Indeed, pro-Republican states have seen a much greater percentage increase in immigration than pro-Democratic states. Of the 24 states that the Republican candidate Mitt Romney won in 2012, 18 were states that had experienced more than a doubling of immigration after a history of low immigration. Political scientist Dan Hopkins (2010) has found that a sudden increase in the number of immigrants is the most powerful predictor of which localities will consider anti-immigrant ordinances.

 

Obama’s election in 2008 was initially viewed as a landmark of progress in race relations, but it also triggered a racist backlash. Political scientist Michael Tesler (2012) found that whites with strong racist attitudes turned much more sharply Republican subsequently, including some who had previously been Democrats.

 

Democrats have felt increasingly confident they can win national elections with the “Obama coalition” of racial minorities and white liberals. They now have fewer reasons to moderate their views on racial and social issues, and they have taken strong stands on same-sex marriage. Given all this, socially conservative whites have become further convinced their country is being taken from them.

 

Interestingly, the economic divide within both the Republican and Democratic Parties has also widened. The Republican Party is now in open warfare between Trump supporters and the NeverTrumpers. Democrats are less divided, but internal rifts between Hillary Clinton and Bernie Sanders mirror an “establishment” versus “insurgent” conflict that is also real and likely long lasting. This makes it difficult for either party to successfully mount any economic policy without the cooperation of the other party.

 

Whether there will be space left for cross-partisan cooperation to make the political system function remains to be seen. One cannot be optimistic about the prospects.

 

Over the past 50 years, the split among voters along partisan lines has reached historic levels.

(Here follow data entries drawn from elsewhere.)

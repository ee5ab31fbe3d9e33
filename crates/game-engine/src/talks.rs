use game_ai::counter_proposal;
use game_core::{validate_talks_config, Seat, TalksConfig, TalksRound, ValidationError};
use game_econ::{employee_surplus, employer_surplus, settlement};
use rand_chacha::ChaCha8Rng;
use rust_decimal::Decimal;

use crate::{Ruleset, Session};

/// Salary-negotiation ruleset.
///
/// Each round the player submits a proposal for their seat and the
/// counterpart's schedule produces the other one. Agreement is reached iff
/// the offer covers the demand; the deal then closes at the demand, both
/// surpluses are recorded, and the session ends immediately. Running out of
/// rounds leaves both sides with nothing.
pub struct Negotiation {
    config: TalksConfig,
}

impl Negotiation {
    fn counterpart_limit(&self) -> Decimal {
        match self.config.player_seat.other() {
            Seat::Employer => self.config.employer_budget,
            Seat::Employee => self.config.employee_reservation,
        }
    }
}

impl Ruleset for Negotiation {
    type Config = TalksConfig;
    type Decision = Decimal;
    type Record = TalksRound;
    type Total = Decimal;

    fn start(config: TalksConfig) -> Result<Self, ValidationError> {
        validate_talks_config(&config)?;
        Ok(Negotiation { config })
    }

    fn seed(&self) -> Option<u64> {
        self.config.seed
    }

    fn rounds(&self) -> u32 {
        self.config.rounds
    }

    fn check(&self, proposal: &Decimal) -> Result<(), ValidationError> {
        if *proposal <= Decimal::ZERO {
            return Err(ValidationError::NonPositiveProposal);
        }
        Ok(())
    }

    fn play(
        &mut self,
        round: u32,
        history: &[TalksRound],
        proposal: Decimal,
        _rng: &mut ChaCha8Rng,
    ) -> TalksRound {
        let counterpart_seat = self.config.player_seat.other();
        let counter = counter_proposal(
            &self.config.counterpart,
            counterpart_seat,
            round,
            history,
            self.config.counterpart_opening,
            self.counterpart_limit(),
        );
        let (offer, demand) = match self.config.player_seat {
            Seat::Employer => (proposal, counter),
            Seat::Employee => (counter, proposal),
        };
        match settlement(offer, demand) {
            Some(settled) => TalksRound {
                round,
                offer,
                demand,
                agreement: true,
                employer_payoff: employer_surplus(self.config.value_created, settled),
                employee_payoff: employee_surplus(settled, self.config.employee_reservation),
            },
            None => TalksRound {
                round,
                offer,
                demand,
                agreement: false,
                employer_payoff: Decimal::ZERO,
                employee_payoff: Decimal::ZERO,
            },
        }
    }

    fn payoff(&self, record: &TalksRound) -> Decimal {
        match self.config.player_seat {
            Seat::Employer => record.employer_payoff,
            Seat::Employee => record.employee_payoff,
        }
    }

    fn is_terminal(&self, record: &TalksRound) -> bool {
        record.agreement
    }
}

impl Session<Negotiation> {
    /// Whether any round settled. Meaningful in any phase; `false` while
    /// nothing has been agreed.
    pub fn agreement_reached(&self) -> bool {
        self.history().iter().any(|record| record.agreement)
    }
}

#[cfg(test)]
mod tests {
    use super::*;
    use crate::EngineError;
    use game_core::{ConcessionPolicy, Phase};

    fn employer_config() -> TalksConfig {
        TalksConfig {
            rounds: 5,
            player_seat: Seat::Employer,
            value_created: Decimal::new(150_000, 0),
            employer_budget: Decimal::new(130_000, 0),
            employee_reservation: Decimal::new(90_000, 0),
            counterpart: ConcessionPolicy::HoldFirm,
            counterpart_opening: Decimal::new(100_000, 0),
            seed: Some(3),
        }
    }

    #[test]
    fn covering_offer_settles_at_the_demand() {
        let mut session = Session::<Negotiation>::new();
        session.start(employer_config()).unwrap();
        let record = session
            .submit_round(Decimal::new(120_000, 0))
            .unwrap();
        assert!(record.agreement);
        assert_eq!(record.demand, Decimal::new(100_000, 0));
        assert_eq!(record.employer_payoff, Decimal::new(50_000, 0));
        assert_eq!(record.employee_payoff, Decimal::new(10_000, 0));
        // Agreement ends the session with four rounds to spare.
        assert_eq!(session.phase(), Phase::Results);
        assert!(session.agreement_reached());
        let summary = session.summary().unwrap();
        assert_eq!(summary.rounds.len(), 1);
        assert_eq!(summary.total, Decimal::new(50_000, 0));
    }

    #[test]
    fn lowball_offers_run_out_the_clock() {
        let mut session = Session::<Negotiation>::new();
        session.start(employer_config()).unwrap();
        for _ in 0..5 {
            let record = session.submit_round(Decimal::new(80_000, 0)).unwrap();
            assert!(!record.agreement);
        }
        assert_eq!(session.phase(), Phase::Results);
        assert!(!session.agreement_reached());
        let summary = session.summary().unwrap();
        assert_eq!(summary.rounds.len(), 5);
        assert_eq!(summary.total, Decimal::ZERO);
        assert!(summary
            .rounds
            .iter()
            .all(|r| r.employer_payoff == Decimal::ZERO && r.employee_payoff == Decimal::ZERO));
    }

    #[test]
    fn employee_seat_collects_the_other_surplus() {
        let mut config = employer_config();
        config.player_seat = Seat::Employee;
        // Employer counterpart opens at 95k and holds; the player demands
        // less than that, so round 1 settles at the demand.
        config.counterpart_opening = Decimal::new(95_000, 0);
        let mut session = Session::<Negotiation>::new();
        session.start(config).unwrap();
        let record = session.submit_round(Decimal::new(92_000, 0)).unwrap();
        assert!(record.agreement);
        assert_eq!(record.offer, Decimal::new(95_000, 0));
        assert_eq!(record.demand, Decimal::new(92_000, 0));
        assert_eq!(record.employee_payoff, Decimal::new(2_000, 0));
        assert_eq!(session.summary().unwrap().total, Decimal::new(2_000, 0));
    }

    #[test]
    fn conceding_counterpart_meets_a_patient_player() {
        let mut config = employer_config();
        config.counterpart = ConcessionPolicy::LinearConcession {
            step: Decimal::new(4_000, 0),
        };
        // Demands walk down 100k, 96k, 92k while the player stands at 93k.
        let mut session = Session::<Negotiation>::new();
        session.start(config).unwrap();
        let offer = Decimal::new(93_000, 0);
        assert!(!session.submit_round(offer).unwrap().agreement);
        assert!(!session.submit_round(offer).unwrap().agreement);
        let third = session.submit_round(offer).unwrap();
        assert!(third.agreement);
        assert_eq!(third.demand, Decimal::new(92_000, 0));
        assert_eq!(session.phase(), Phase::Results);
    }

    #[test]
    fn no_zopa_config_is_rejected() {
        let mut config = employer_config();
        config.employer_budget = Decimal::new(80_000, 0);
        config.counterpart_opening = Decimal::new(95_000, 0);
        let mut session = Session::<Negotiation>::new();
        assert!(matches!(
            session.start(config),
            Err(EngineError::Invalid(
                ValidationError::BudgetBelowReservation { .. }
            ))
        ));
        assert_eq!(session.phase(), Phase::Setup);
    }

    #[test]
    fn nonpositive_proposal_is_rejected_in_place() {
        let mut session = Session::<Negotiation>::new();
        session.start(employer_config()).unwrap();
        assert_eq!(
            session.submit_round(Decimal::ZERO),
            Err(EngineError::Invalid(ValidationError::NonPositiveProposal))
        );
        // The round was not consumed.
        assert_eq!(session.current_round(), Some(1));
        assert!(session.history().is_empty());
    }
}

A large number of issues that were once non-partisan or non-ideological have become partisan ones.

 

There is little reason why race and identity will not remain the dividing line in American politics for a while to come. The Democrats see it as a winning strategy. And the Republicans will not be able to ignore the majority voices of its supporters now that Trump has opened the Pandora’s box.

 

References

 

Hopkins, D J. “Politicized places: Explaining where and when immigrants provoke local opposition.” American Political Science Review 104, no. 01 (2010): 40-60.

 

McClurg, S D. “The clockwork rise of Donald Trump and reorganization of American parties.” VOX, Mar 14, 2016.

 

Tesler, M. “The Return of Old-Fashioned Racism to White Americans’ Partisan Preferences in the Early Obama Era.” The Journal of Politics 75, no. 1 (2012): 110-23.